Saturday, March 10, 2018

Official 2018 Kenai King Salmon Forecast

It's finally here.

The official 2018 Kenai king forecast from the Alaska Department of Fish and Game (ADFG) was made this past week. The takeway is this: although ADFG projects the run will be slightly lower than last year, both the early and late run will fall within the optimum escapement goal (OEG). This means no preseason restrictions to existing regulations. If you're a fish wonk, the actual report for the early and late run can be found here.
The one thing that ADFG forgot to announce is I'll be continuing the tradition of giving away a nifty t-shirt to all my clients who release an early run king (May-June) larger than 36".  I began the t-shirt giveaway last year in support of the regulatory change requiring the release of all early run Kenai king salmon greater than 36".

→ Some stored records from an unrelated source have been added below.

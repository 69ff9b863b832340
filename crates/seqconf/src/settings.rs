//! Configuration sections: quantization, codec window, and telemetry.

use serde::{Deserialize, Serialize};

/// How raw note times are discretized.
#[derive(Debug, Clone, PartialEq, Eq, Serialize, Deserialize)]
pub struct QuantizeSettings {
    /// Quantization steps per beat of music.
    /// Default: 4 (sixteenth notes in 4/4)
    #[serde(default = "QuantizeSettings::default_steps_per_beat")]
    pub steps_per_beat: u32,
}

impl QuantizeSettings {
    fn default_steps_per_beat() -> u32 {
        4
    }
}

impl Default for QuantizeSettings {
    fn default() -> Self {
        Self {
            steps_per_beat: Self::default_steps_per_beat(),
        }
    }
}

/// Pitch window and key normalization for the melody codec.
#[derive(Debug, Clone, PartialEq, Eq, Serialize, Deserialize)]
pub struct CodecSettings {
    /// Lowest encodable MIDI pitch (inclusive).
    /// Default: 48 (C3)
    #[serde(default = "CodecSettings::default_min_note")]
    pub min_note: i32,

    /// Upper MIDI pitch bound (exclusive).
    /// Default: 84 (C6)
    #[serde(default = "CodecSettings::default_max_note")]
    pub max_note: i32,

    /// Major key melodies are transposed to before encoding, 0 = C.
    #[serde(default)]
    pub transpose_to_key: i32,
}

impl CodecSettings {
    fn default_min_note() -> i32 {
        48
    }

    fn default_max_note() -> i32 {
        84
    }
}

impl Default for CodecSettings {
    fn default() -> Self {
        Self {
            min_note: Self::default_min_note(),
            max_note: Self::default_max_note(),
            transpose_to_key: 0,
        }
    }
}

/// Logging configuration handed to whichever binary installs a subscriber.
#[derive(Debug, Clone, PartialEq, Eq, Serialize, Deserialize)]
pub struct TelemetrySettings {
    /// Default: "info"
    #[serde(default = "TelemetrySettings::default_log_level")]
    pub log_level: String,
}

impl TelemetrySettings {
    fn default_log_level() -> String {
        "info".to_string()
    }
}

impl Default for TelemetrySettings {
    fn default() -> Self {
        Self {
            log_level: Self::default_log_level(),
        }
    }
}
//! Note records and step quantization.
//!
//! A [`NoteSequence`] holds notes timed in seconds plus tempo and time
//! signature metadata. [`QuantizedSequence::load`] snaps those times onto a
//! grid of `steps_per_beat` steps per beat and groups the notes by
//! instrument.
//!
//! ```
//! use note_seq::{NoteSequence, QuantizedSequence, SourceNote, Tempo};
//!
//! let sequence = NoteSequence {
//!     notes: vec![SourceNote::new(60, 100, 0.0, 0.5, 0, 0)],
//!     tempos: vec![Tempo { bpm: 120.0 }],
//!     time_signatures: vec![],
//! };
//! let quantized = QuantizedSequence::from_note_sequence(&sequence, 4).unwrap();
//! assert_eq!(quantized.track(0)[0].end, 4);
//! ```

pub mod note;
pub mod quantize;

pub use note::{Note, NoteSequence, SourceNote, Tempo, TimeSignature};
pub use quantize::{quantize_to_step, QuantizedSequence, QUANTIZE_CUTOFF};

/// Errors from quantizing a note sequence. All of them mean malformed input.
#[derive(Debug, Clone, PartialEq, thiserror::Error)]
pub enum Error {
    #[error("note sequence contains {count} time signatures, 0 or 1 expected")]
    MultipleTimeSignature { count: usize },

    #[error("denominator is not a power of 2: time signature {numerator}/{denominator}")]
    BadTimeSignature { numerator: i32, denominator: i32 },

    #[error("negative note time: start_step = {start_step}, end_step = {end_step}")]
    BadNote { start_step: i64, end_step: i64 },
}

pub type Result<T> = std::result::Result<T, Error>;
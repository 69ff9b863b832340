//! Layered configuration for note quantization and melody encoding.
//!
//! Every value has a compiled default, so an empty environment yields a
//! usable config. Files only need to mention what they change.
//!
//! # Config File Locations
//!
//! Files are loaded in order (later wins, key by key):
//! 1. `/etc/seqlearn/config.toml` (system)
//! 2. `~/.config/seqlearn/config.toml` (user)
//! 3. `./seqlearn.toml` (local override, or an explicit path)
//! 4. Environment variables (`SEQLEARN_*`)
//!
//! # Example Config
//!
//! ```toml
//! [quantize]
//! steps_per_beat = 4
//!
//! [codec]
//! min_note = 48
//! max_note = 84
//! transpose_to_key = 0
//!
//! [telemetry]
//! log_level = "debug"
//! ```

pub mod loader;
pub mod settings;

pub use loader::{discover_config_files, discover_config_files_with_override, ConfigSources};
pub use settings::{CodecSettings, QuantizeSettings, TelemetrySettings};

use serde::{Deserialize, Serialize};
use std::path::{Path, PathBuf};
use thiserror::Error;

/// Configuration loading errors.
#[derive(Debug, Error)]
pub enum ConfigError {
    #[error("Failed to read config file {path}: {source}")]
    FileRead {
        path: PathBuf,
        source: std::io::Error,
    },

    #[error("Failed to parse config file {path}: {message}")]
    Parse { path: PathBuf, message: String },

    #[error("Invalid configuration: {0}")]
    Invalid(String),
}

/// Complete configuration.
#[derive(Debug, Clone, PartialEq, Eq, Serialize, Deserialize, Default)]
pub struct SeqConfig {
    #[serde(default)]
    pub quantize: QuantizeSettings,

    #[serde(default)]
    pub codec: CodecSettings,

    #[serde(default)]
    pub telemetry: TelemetrySettings,
}

impl SeqConfig {
    /// Load configuration from all standard sources.
    pub fn load() -> Result<Self, ConfigError> {
        let (config, _sources) = Self::load_with_sources_from(None)?;
        Ok(config)
    }

    /// Load configuration with `config_path` replacing the local override.
    pub fn load_from(config_path: Option<&Path>) -> Result<Self, ConfigError> {
        let (config, _sources) = Self::load_with_sources_from(config_path)?;
        Ok(config)
    }

    /// Load configuration and report which files and env vars contributed.
    pub fn load_with_sources_from(
        config_path: Option<&Path>,
    ) -> Result<(Self, ConfigSources), ConfigError> {
        let mut sources = ConfigSources::default();
        let files = loader::discover_config_files_with_override(config_path);

        let mut config = loader::load_files(&files)?;
        sources.files = files;

        loader::apply_env_overrides(&mut config, &mut sources);
        config.validate()?;

        Ok((config, sources))
    }

    /// Reject values the quantizer or codec cannot work with.
    pub fn validate(&self) -> Result<(), ConfigError> {
        if self.quantize.steps_per_beat == 0 {
            return Err(ConfigError::Invalid(
                "quantize.steps_per_beat must be positive".to_string(),
            ));
        }
        if self.codec.min_note >= self.codec.max_note {
            return Err(ConfigError::Invalid(format!(
                "codec.min_note ({}) must be below codec.max_note ({})",
                self.codec.min_note, self.codec.max_note
            )));
        }
        Ok(())
    }

    /// Serialize config to TOML string.
    pub fn to_toml(&self) -> String {
        let mut output = String::new();

        output.push_str("# seqlearn configuration\n\n");

        output.push_str("[quantize]\n");
        output.push_str(&format!(
            "steps_per_beat = {}\n",
            self.quantize.steps_per_beat
        ));

        output.push_str("\n[codec]\n");
        output.push_str(&format!("min_note = {}\n", self.codec.min_note));
        output.push_str(&format!("max_note = {}\n", self.codec.max_note));
        output.push_str(&format!(
            "transpose_to_key = {}\n",
            self.codec.transpose_to_key
        ));

        output.push_str("\n[telemetry]\n");
        output.push_str(&format!(
            "log_level = \"{}\"\n",
            self.telemetry.log_level
        ));

        output
    }
}

#[cfg(test)]
mod tests {
    use super::*;

    #[test]
    fn test_default_config() {
        let config = SeqConfig::default();
        assert_eq!(config.quantize.steps_per_beat, 4);
        assert_eq!(config.codec.min_note, 48);
        assert_eq!(config.codec.max_note, 84);
        assert_eq!(config.codec.transpose_to_key, 0);
        assert_eq!(config.telemetry.log_level, "info");
        assert!(config.validate().is_ok());
    }

    #[test]
    fn test_to_toml_roundtrips() {
        let mut config = SeqConfig::default();
        config.codec.min_note = 36;
        config.telemetry.log_level = "debug".to_string();

        let rendered = config.to_toml();
        assert!(rendered.contains("[quantize]"));
        assert!(rendered.contains("[codec]"));

        let parsed: SeqConfig = toml::from_str(&rendered).unwrap();
        assert_eq!(parsed, config);
    }

    #[test]
    fn test_validate_rejects_zero_steps() {
        let mut config = SeqConfig::default();
        config.quantize.steps_per_beat = 0;
        assert!(matches!(config.validate(), Err(ConfigError::Invalid(_))));
    }

    #[test]
    fn test_validate_rejects_empty_window() {
        let mut config = SeqConfig::default();
        config.codec.max_note = config.codec.min_note;
        assert!(matches!(config.validate(), Err(ConfigError::Invalid(_))));
    }

    #[test]
    fn test_load_from_explicit_file() {
        let dir = tempfile::tempdir().unwrap();
        let path = dir.path().join("seqlearn.toml");
        std::fs::write(&path, "[quantize]\nsteps_per_beat = 3\n").unwrap();

        let (config, sources) = SeqConfig::load_with_sources_from(Some(&path)).unwrap();
        assert!(sources.files.contains(&path));
        // Env could override in CI, so only assert when it does not.
        if !sources
            .env_overrides
            .iter()
            .any(|v| v == "SEQLEARN_STEPS_PER_BEAT")
        {
            assert_eq!(config.quantize.steps_per_beat, 3);
        }
    }
}
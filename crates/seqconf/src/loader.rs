//! Config file discovery, loading, and environment variable overlay.

use crate::{ConfigError, SeqConfig};
use std::env;
use std::path::{Path, PathBuf};

/// Information about where config values came from.
#[derive(Debug, Clone, Default)]
pub struct ConfigSources {
    /// Config files that were loaded (in order)
    pub files: Vec<PathBuf>,
    /// Environment variables that overrode config values
    pub env_overrides: Vec<String>,
}

/// Discover config files in standard locations.
///
/// Returns paths in load order (system, user, local).
/// Only returns files that exist.
pub fn discover_config_files() -> Vec<PathBuf> {
    discover_config_files_with_override(None)
}

/// Discover config files, optionally with an explicit override path.
///
/// If `override_path` is provided and exists, it replaces the local override.
pub fn discover_config_files_with_override(override_path: Option<&Path>) -> Vec<PathBuf> {
    let mut files = Vec::new();

    let system = PathBuf::from("/etc/seqlearn/config.toml");
    if system.exists() {
        files.push(system);
    }

    if let Some(config_dir) = directories::BaseDirs::new().map(|d| d.config_dir().to_path_buf()) {
        let user = config_dir.join("seqlearn/config.toml");
        if user.exists() {
            files.push(user);
        }
    }

    if let Some(path) = override_path {
        if path.exists() {
            files.push(path.to_path_buf());
            return files;
        }
    }

    let local = PathBuf::from("seqlearn.toml");
    if local.exists() {
        files.push(local);
    }

    files
}

/// Load and merge the given files in order, starting from compiled defaults.
pub fn load_files(paths: &[PathBuf]) -> Result<SeqConfig, ConfigError> {
    let mut merged = toml::Table::new();
    for path in paths {
        let table = load_table(path)?;
        merge_tables(&mut merged, table);
    }

    toml::Value::Table(merged)
        .try_into()
        .map_err(|e: toml::de::Error| ConfigError::Parse {
            path: paths.last().cloned().unwrap_or_default(),
            message: e.to_string(),
        })
}

/// Read one file as a raw TOML table.
///
/// The table is also checked against the config schema so type errors are
/// reported against the file that introduced them.
pub fn load_table(path: &Path) -> Result<toml::Table, ConfigError> {
    let contents = std::fs::read_to_string(path).map_err(|e| ConfigError::FileRead {
        path: path.to_path_buf(),
        source: e,
    })?;

    parse_table(&contents, path)
}

fn parse_table(contents: &str, path: &Path) -> Result<toml::Table, ConfigError> {
    let table: toml::Table = contents.parse().map_err(|e: toml::de::Error| ConfigError::Parse {
        path: path.to_path_buf(),
        message: e.to_string(),
    })?;

    let _: SeqConfig = toml::Value::Table(table.clone())
        .try_into()
        .map_err(|e: toml::de::Error| ConfigError::Parse {
            path: path.to_path_buf(),
            message: e.to_string(),
        })?;

    Ok(table)
}

/// Overlay `overlay` onto `base`; nested tables merge, everything else replaces.
pub fn merge_tables(base: &mut toml::Table, overlay: toml::Table) {
    for (key, value) in overlay {
        match (base.get_mut(&key), value) {
            (Some(toml::Value::Table(existing)), toml::Value::Table(incoming)) => {
                merge_tables(existing, incoming);
            }
            (_, value) => {
                base.insert(key, value);
            }
        }
    }
}

/// Apply `SEQLEARN_*` environment variable overrides.
pub fn apply_env_overrides(config: &mut SeqConfig, sources: &mut ConfigSources) {
    apply_overrides_from(config, sources, |name| env::var(name).ok());
}

/// Apply overrides from an arbitrary variable lookup.
///
/// Numeric variables that fail to parse are skipped.
pub fn apply_overrides_from<F>(config: &mut SeqConfig, sources: &mut ConfigSources, lookup: F)
where
    F: Fn(&str) -> Option<String>,
{
    if let Some(v) = lookup("SEQLEARN_STEPS_PER_BEAT") {
        if let Ok(steps) = v.parse() {
            config.quantize.steps_per_beat = steps;
            sources.env_overrides.push("SEQLEARN_STEPS_PER_BEAT".to_string());
        }
    }
    if let Some(v) = lookup("SEQLEARN_MIN_NOTE") {
        if let Ok(note) = v.parse() {
            config.codec.min_note = note;
            sources.env_overrides.push("SEQLEARN_MIN_NOTE".to_string());
        }
    }
    if let Some(v) = lookup("SEQLEARN_MAX_NOTE") {
        if let Ok(note) = v.parse() {
            config.codec.max_note = note;
            sources.env_overrides.push("SEQLEARN_MAX_NOTE".to_string());
        }
    }
    if let Some(v) = lookup("SEQLEARN_TRANSPOSE_TO_KEY") {
        if let Ok(key) = v.parse() {
            config.codec.transpose_to_key = key;
            sources.env_overrides.push("SEQLEARN_TRANSPOSE_TO_KEY".to_string());
        }
    }
    if let Some(v) = lookup("SEQLEARN_LOG_LEVEL") {
        config.telemetry.log_level = v;
        sources.env_overrides.push("SEQLEARN_LOG_LEVEL".to_string());
    }
}

#[cfg(test)]
mod tests {
    use super::*;
    use std::collections::HashMap;

    #[test]
    fn test_discover_config_files() {
        // Just verify it doesn't panic
        let _files = discover_config_files();
    }

    #[test]
    fn test_parse_minimal_toml() {
        let toml = r#"
[codec]
min_note = 36
"#;
        let table = parse_table(toml, Path::new("test.toml")).unwrap();
        let config: SeqConfig = toml::Value::Table(table).try_into().unwrap();
        assert_eq!(config.codec.min_note, 36);
        // Other values should be defaults
        assert_eq!(config.codec.max_note, 84);
        assert_eq!(config.quantize.steps_per_beat, 4);
    }

    #[test]
    fn test_parse_rejects_wrong_type() {
        let toml = r#"
[quantize]
steps_per_beat = "four"
"#;
        let err = parse_table(toml, Path::new("bad.toml")).unwrap_err();
        match err {
            ConfigError::Parse { path, .. } => assert_eq!(path, PathBuf::from("bad.toml")),
            other => panic!("expected parse error, got {other:?}"),
        }
    }

    #[test]
    fn test_later_files_win_per_key() {
        let dir = tempfile::tempdir().unwrap();
        let first = dir.path().join("first.toml");
        let second = dir.path().join("second.toml");
        std::fs::write(&first, "[codec]\nmin_note = 40\nmax_note = 90\n").unwrap();
        std::fs::write(&second, "[codec]\nmax_note = 100\n").unwrap();

        let config = load_files(&[first, second]).unwrap();
        assert_eq!(config.codec.min_note, 40);
        assert_eq!(config.codec.max_note, 100);
    }

    #[test]
    fn test_missing_file_is_read_error() {
        let dir = tempfile::tempdir().unwrap();
        let missing = dir.path().join("nope.toml");
        let err = load_files(&[missing]).unwrap_err();
        assert!(matches!(err, ConfigError::FileRead { .. }));
    }

    #[test]
    fn test_env_overrides() {
        let vars: HashMap<&str, &str> = [
            ("SEQLEARN_STEPS_PER_BEAT", "12"),
            ("SEQLEARN_MIN_NOTE", "not-a-number"),
            ("SEQLEARN_LOG_LEVEL", "trace"),
        ]
        .into_iter()
        .collect();

        let mut config = SeqConfig::default();
        let mut sources = ConfigSources::default();
        apply_overrides_from(&mut config, &mut sources, |name| {
            vars.get(name).map(|v| v.to_string())
        });

        assert_eq!(config.quantize.steps_per_beat, 12);
        assert_eq!(config.codec.min_note, 48);
        assert_eq!(config.telemetry.log_level, "trace");
        assert_eq!(
            sources.env_overrides,
            vec!["SEQLEARN_STEPS_PER_BEAT", "SEQLEARN_LOG_LEVEL"]
        );
    }
}
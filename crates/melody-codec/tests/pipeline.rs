//! Quantize raw notes, lay one track out as a melody, and run it through the codec.

use melody_codec::{AttentionCodec, Event, Melody, MelodyCodec, TrainingExample, NOTE_OFF, NO_EVENT};
use note_seq::{Note, NoteSequence, QuantizedSequence, Tempo};
use pretty_assertions::assert_eq;
use seqconf::SeqConfig;

/// One event per step: onsets win over the previous note's release.
fn melody_from_track(notes: &[Note]) -> Melody {
    let len = notes.iter().map(|n| n.end).max().unwrap_or(0) as usize + 1;
    let mut events: Vec<Event> = vec![NO_EVENT; len];
    for note in notes {
        events[note.end as usize] = NOTE_OFF;
    }
    for note in notes {
        events[note.start as usize] = note.pitch;
    }
    Melody::from_events(events)
}

/// Three identical bars of C D E F in quarter notes, then a short G.
fn riff() -> NoteSequence {
    let mut sequence = NoteSequence {
        tempos: vec![Tempo { bpm: 120.0 }],
        ..NoteSequence::default()
    };
    let mut notes = Vec::new();
    for bar in 0..3 {
        for (beat, pitch) in [60, 62, 64, 65].into_iter().enumerate() {
            let start = bar as f64 * 2.0 + beat as f64 * 0.5;
            notes.push((pitch, 100, start, start + 0.5));
        }
    }
    notes.push((67, 100, 6.0, 6.25));
    sequence.add_track(0, &notes);
    sequence
}

fn quantized_riff() -> Melody {
    let config = SeqConfig::default();
    let quantized = QuantizedSequence::from_note_sequence_with(&riff(), &config.quantize).unwrap();
    melody_from_track(quantized.track(0))
}

#[test]
fn quantized_riff_lays_out_on_the_bar_grid() {
    let melody = quantized_riff();
    assert_eq!(melody.len(), 51);
    assert_eq!(&melody.events()[..5], &[60, NO_EVENT, NO_EVENT, NO_EVENT, 62]);
    assert_eq!(melody.events()[16], 60);
    assert_eq!(melody.events()[48], 67);
    assert_eq!(melody.events()[50], NOTE_OFF);
}

#[test]
fn bar_repeats_are_labelled() {
    let codec = AttentionCodec::try_from(&SeqConfig::default().codec).unwrap();
    let melody = quantized_riff();
    let view = melody.view();
    let nr = codec.note_range();

    assert_eq!(codec.label(view.prefix(1)), 60 - 48);
    assert_eq!(codec.label(view.prefix(2)), nr + 3);
    assert_eq!(codec.label(view.prefix(17)), nr + 2);
    assert_eq!(codec.label(view.prefix(33)), nr + 3);
    assert_eq!(codec.label(view.prefix(49)), 67 - 48);
}

#[test]
fn every_step_decodes_back_to_its_event() {
    let codec = AttentionCodec::default();
    let melody = quantized_riff();
    let view = melody.view();

    for i in 1..melody.len() {
        let class = codec.label(view.prefix(i + 1));
        assert!(class < codec.class_count());
        assert_eq!(
            codec.decode(class, view.prefix(i)),
            melody.events()[i],
            "step {i} with class {class}"
        );
    }
}

#[test]
fn training_example_survives_json() {
    let codec = AttentionCodec::default();
    let melody = quantized_riff();
    let example = codec.encode_sequence(melody.view());

    assert_eq!(example.len(), melody.len() - 1);
    assert!(example
        .inputs
        .iter()
        .all(|input| input.len() == codec.feature_size()));

    let json = serde_json::to_string(&example).unwrap();
    let restored: TrainingExample = serde_json::from_str(&json).unwrap();
    assert_eq!(restored, example);
}

#[test]
fn encoding_does_not_touch_the_melody() {
    let codec = AttentionCodec::default();
    let melody = quantized_riff();
    let before = melody.clone();
    for i in 1..=melody.len() {
        let _ = codec.encode(melody.view().prefix(i));
    }
    assert_eq!(melody, before);
}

Fishing+Conservation+Fashion=BIG FUN in 2018.

Beaver Creek Cabins & Guide Service

Sunday, March 4, 2018

Tech Tips: Tuning A Kwikfish Lure

I was really hoping ADFG would have released their 2018 king forecast this week. Instead, I'm going to continue the discourse about one of the most popular lures on the Kenai River: the Kwikfish. Specifically, the discussion will be about tuning this lure for maximum effectiveness. Oh boy. I can hear the clicking and swiping away from this page right now...
What separates successful fisherman from unsuccessful fisherman is paying attention to how this lure tracks through the water. What's critical is every time a Kwikfish lure is wrapped with a sardine fillet, or after a fish is caught, there is a potential to throw off the balance. The key is to tune the lure properly so the action/wobble is even side to side. A "swimmer".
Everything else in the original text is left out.